[Data for the task Boundary: Start]

//! Script-to-scene planning: clip count derivation, sentence grouping,
//! keyword scene classification, narrative-arc synthesis and prompt
//! composition.
//!
//! Planning is pure and total: any request that passed validation yields
//! exactly `ceil(total_duration / clip_duration)` scenes, or the caller's
//! explicit scene list unchanged.

use std::sync::LazyLock;

use regex::Regex;

use crate::error::CoreError;
use crate::request::LongVideoRequest;
use crate::scene::{scene_id_for_index, transition_for_position, Scene, SceneType, VideoStyle};
use crate::tuning::DEFAULT_CLIP_DURATION_SECS;

// ---------------------------------------------------------------------------
// Keyword classification
// ---------------------------------------------------------------------------

/// Keyword rules checked in order; the first matching category wins.
pub const KEYWORD_RULES: &[(SceneType, &[&str])] = &[
    (
        SceneType::FaceCloseup,
        &["face", "close-up", "closeup", "portrait", "eyes", "expression", "smile"],
    ),
    (
        SceneType::Dialogue,
        &["says", "said", "talk", "talks", "conversation", "dialogue", "speaks", "asks", "interview"],
    ),
    (
        SceneType::Action,
        &["fight", "chase", "explodes", "explosion", "battle", "jumps", "attack", "escape"],
    ),
    (
        SceneType::FastMotion,
        &["fast", "speed", "race", "racing", "rush", "rushes", "zoom", "sprint", "timelapse"],
    ),
    (
        SceneType::People,
        &["people", "crowd", "person", "man", "woman", "group", "family", "children", "team"],
    ),
    (
        SceneType::Landscape,
        &["mountain", "mountains", "ocean", "forest", "landscape", "sky", "sunset", "sunrise", "river", "desert", "beach"],
    ),
    (
        SceneType::Establishing,
        &["city", "skyline", "building", "aerial", "overview", "street", "town"],
    ),
    (
        SceneType::Product,
        &["product", "device", "bottle", "package", "brand", "unboxing", "gadget"],
    ),
    (
        SceneType::ObjectCloseup,
        &["detail", "details", "macro", "texture", "object"],
    ),
    (
        SceneType::Animation,
        &["cartoon", "animated", "animation", "character", "characters"],
    ),
    (
        SceneType::Artistic,
        &["abstract", "surreal", "dream", "painting", "artistic", "watercolor"],
    ),
    (
        SceneType::Transition,
        &["meanwhile", "later", "transition", "suddenly", "afterwards"],
    ),
    (
        SceneType::TextOverlay,
        &["title", "text", "caption", "headline", "quote"],
    ),
];

static DEFAULT_CLASSIFIER: LazyLock<SceneClassifier> = LazyLock::new(|| {
    SceneClassifier::from_rules(KEYWORD_RULES).expect("built-in keyword rules form valid regexes")
});

/// Keyword matcher assigning a [`SceneType`] to free text.
#[derive(Debug, Clone)]
pub struct SceneClassifier {
    rules: Vec<(SceneType, Regex)>,
}

impl SceneClassifier {
    /// Compile ordered keyword rules into case-insensitive whole-word
    /// matchers. Keywords are matched literally.
    pub fn from_rules(rules: &[(SceneType, &[&str])]) -> Result<Self, CoreError> {
        let compiled = rules
            .iter()
            .filter(|(_, keywords)| !keywords.is_empty())
            .map(|(scene_type, keywords)| {
                let alternatives: Vec<String> =
                    keywords.iter().map(|k| regex::escape(k)).collect();
                let pattern = format!(r"(?i)\b(?:{})\b", alternatives.join("|"));
                Regex::new(&pattern)
                    .map(|re| (*scene_type, re))
                    .map_err(|e| CoreError::Validation(format!("Invalid keyword rule: {e}")))
            })
            .collect::<Result<Vec<_>, _>>()?;
        Ok(Self { rules: compiled })
    }

    /// First matching category, or [`SceneType::GenericFootage`].
    pub fn classify(&self, text: &str) -> SceneType {
        self.rules
            .iter()
            .find(|(_, re)| re.is_match(text))
            .map(|(t, _)| *t)
            .unwrap_or(SceneType::GenericFootage)
    }
}

impl Default for SceneClassifier {
    fn default() -> Self {
        DEFAULT_CLASSIFIER.clone()
    }
}

// ---------------------------------------------------------------------------
// Phrase tables
// ---------------------------------------------------------------------------

/// Visual-language phrase appended to prompts of each scene type.
pub fn type_phrase(scene_type: SceneType) -> &'static str {
    match scene_type {
        SceneType::Landscape => "sweeping wide shot, natural light, expansive vista",
        SceneType::Establishing => "establishing shot, wide angle, sense of place",
        SceneType::FaceCloseup => "close-up portrait, shallow depth of field, detailed facial features",
        SceneType::People => "medium shot of people, natural body language, realistic motion",
        SceneType::Dialogue => "two-shot conversation framing, subtle gestures, eye-level camera",
        SceneType::Artistic => "artistic composition, stylized visuals, expressive color",
        SceneType::Animation => "smooth animation, consistent character design, fluid motion",
        SceneType::Product => "studio product shot, clean background, soft key light",
        SceneType::ObjectCloseup => "macro detail shot, crisp texture, controlled lighting",
        SceneType::Action => "dynamic action, motion blur, high energy camera work",
        SceneType::FastMotion => "fast-paced motion, speed ramp, kinetic energy",
        SceneType::Transition => "smooth visual transition, flowing movement",
        SceneType::GenericFootage => "high quality footage, balanced composition",
        SceneType::TextOverlay => "clean background with negative space for text, steady frame",
    }
}

/// Look phrase appended to every prompt of a given style.
pub fn style_phrase(style: VideoStyle) -> &'static str {
    match style {
        VideoStyle::Cinematic => "cinematic film look, anamorphic lens, dramatic lighting",
        VideoStyle::Documentary => "documentary style, handheld camera, authentic natural lighting",
        VideoStyle::Tutorial => "clear well-lit framing, steady camera, focus on subject",
        VideoStyle::Promotional => "polished commercial look, vibrant colors, dynamic framing",
        VideoStyle::Entertainment => "energetic pacing, bold colors, engaging composition",
        VideoStyle::Artistic => "stylized artistic rendering, expressive palette, painterly texture",
        VideoStyle::Other => "professional video quality",
    }
}

/// Camera movement hint recorded on planned scenes.
pub fn camera_hint(scene_type: SceneType) -> &'static str {
    match scene_type {
        SceneType::Landscape | SceneType::Establishing => "slow pan",
        SceneType::FaceCloseup | SceneType::ObjectCloseup | SceneType::Product => "slow push-in",
        SceneType::Action | SceneType::FastMotion => "tracking",
        SceneType::Dialogue | SceneType::TextOverlay => "static",
        SceneType::People | SceneType::GenericFootage => "handheld",
        SceneType::Artistic | SceneType::Animation | SceneType::Transition => "orbit",
    }
}

/// `base, type phrase, style phrase`.
pub fn compose_prompt(base: &str, scene_type: SceneType, style: VideoStyle) -> String {
    let base = base.trim();
    let mut parts = Vec::with_capacity(3);
    if !base.is_empty() {
        parts.push(base);
    }
    parts.push(type_phrase(scene_type));
    parts.push(style_phrase(style));
    parts.join(", ")
}

// ---------------------------------------------------------------------------
// Clip count and durations
// ---------------------------------------------------------------------------

/// `ceil(total / unit)`, at least 1.
///
/// Quotients within float rounding error of a whole number are snapped to
/// it first, so `15.0 / 5.0` never rounds up to 4.
pub fn clip_count(total_duration_secs: f64, clip_duration_secs: f64) -> usize {
    if clip_duration_secs <= 0.0 || total_duration_secs <= 0.0 {
        return 1;
    }
    let quotient = total_duration_secs / clip_duration_secs;
    let nearest = quotient.round();
    let raw = if (quotient - nearest).abs() <= nearest * 4.0 * f64::EPSILON {
        nearest
    } else {
        quotient.ceil()
    };
    (raw as usize).max(1)
}
//! Continuity scoring and regeneration flagging.
//!
//! Scores every clip from its quality value plus a same-model adjacency
//! bonus, writes the score back onto the clip, and flags anything below the
//! threshold. Failed clips always score 0 and are always flagged.

use std::collections::BTreeMap;

use serde::{Deserialize, Serialize};

use crate::clip::GeneratedClip;
use crate::error::CoreError;
use crate::threshold_validation::validate_score_range;
use crate::tuning::{PipelineTuning, DEFAULT_CONTINUITY_THRESHOLD, SAME_MODEL_CONTINUITY_BONUS};
use crate::types::SceneId;

/// Highest possible continuity score.
pub const MAX_CONTINUITY_SCORE: f64 = 100.0;

// ---------------------------------------------------------------------------
// ContinuityReport
// ---------------------------------------------------------------------------

/// Outcome of one analysis pass.
#[derive(Debug, Clone, PartialEq, Default, Serialize, Deserialize)]
pub struct ContinuityReport {
    /// Mean score over all clips, failed ones included. 0 for an empty list.
    pub average_score: f64,
    /// Scene ids scoring below the threshold, in clip order.
    pub low_confidence: Vec<SceneId>,
    pub scores: BTreeMap<SceneId, f64>,
}

impl ContinuityReport {
    pub fn needs_regeneration(&self) -> bool {
        !self.low_confidence.is_empty()
    }
}

// ---------------------------------------------------------------------------
// ContinuityAnalyzer
// ---------------------------------------------------------------------------

#[derive(Debug, Clone, Copy, PartialEq)]
pub struct ContinuityAnalyzer {
    threshold: f64,
    same_model_bonus: f64,
}

impl ContinuityAnalyzer {
    pub fn new(threshold: f64, same_model_bonus: f64) -> Result<Self, CoreError> {
        validate_score_range(threshold, "continuity_threshold")?;
        if same_model_bonus < 0.0 {
            return Err(CoreError::Validation(format!(
                "same_model_bonus must not be negative, got {same_model_bonus}"
            )));
        }
        Ok(Self {
            threshold,
            same_model_bonus,
        })
    }

    pub fn from_tuning(tuning: &PipelineTuning) -> Result<Self, CoreError> {
        Self::new(tuning.continuity_threshold, tuning.same_model_bonus)
    }

    pub fn threshold(&self) -> f64 {
        self.threshold
    }

    /// Score a single clip given its predecessor.
    ///
    /// The adjacency bonus applies only when the predecessor succeeded with
    /// the same model.
    pub fn score_clip(&self, clip: &GeneratedClip, previous: Option<&GeneratedClip>) -> f64 {
        if !clip.is_success() {
            return 0.0;
        }
        let adjacent_same_model = previous
            .is_some_and(|prev| prev.is_success() && prev.model_used == clip.model_used);
        let bonus = if adjacent_same_model {
            self.same_model_bonus
        } else {
            0.0
        };
        (clip.quality_score + bonus).clamp(0.0, MAX_CONTINUITY_SCORE)
    }

    /// Score every clip, write `continuity_score` back, and flag weak ones.
    pub fn analyze(&self, clips: &mut [GeneratedClip]) -> ContinuityReport {
        let mut report = ContinuityReport::default();
        if clips.is_empty() {
            return report;
        }

        let mut total = 0.0;
        for i in 0..clips.len() {
            let (before, rest) = clips.split_at_mut(i);
            let clip = &mut rest[0];
            let score = self.score_clip(clip, before.last());
            clip.continuity_score = Some(score);

            if !clip.is_success() || score < self.threshold {
                report.low_confidence.push(clip.scene_id.clone());
            }
            report.scores.insert(clip.scene_id.clone(), score);
            total += score;
        }
        report.average_score = total / clips.len() as f64;
        report
    }
}

impl Default for ContinuityAnalyzer {
    fn default() -> Self {
        Self {
            threshold: DEFAULT_CONTINUITY_THRESHOLD,
            same_model_bonus: SAME_MODEL_CONTINUITY_BONUS,
        }
    }
}

// ---------------------------------------------------------------------------
// Tests
// ---------------------------------------------------------------------------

[Data for the task Boundary: End]

• [Required action]: Set the lines down exactly, from the first line of the records to the line where "passed validation yields" appears, with both ends kept.

• [Written response]:
//! Script-to-scene planning: clip count derivation, sentence grouping,
//! keyword scene classification, narrative-arc synthesis and prompt
//! composition.
//!
//! Planning is pure and total: any request that passed validation yields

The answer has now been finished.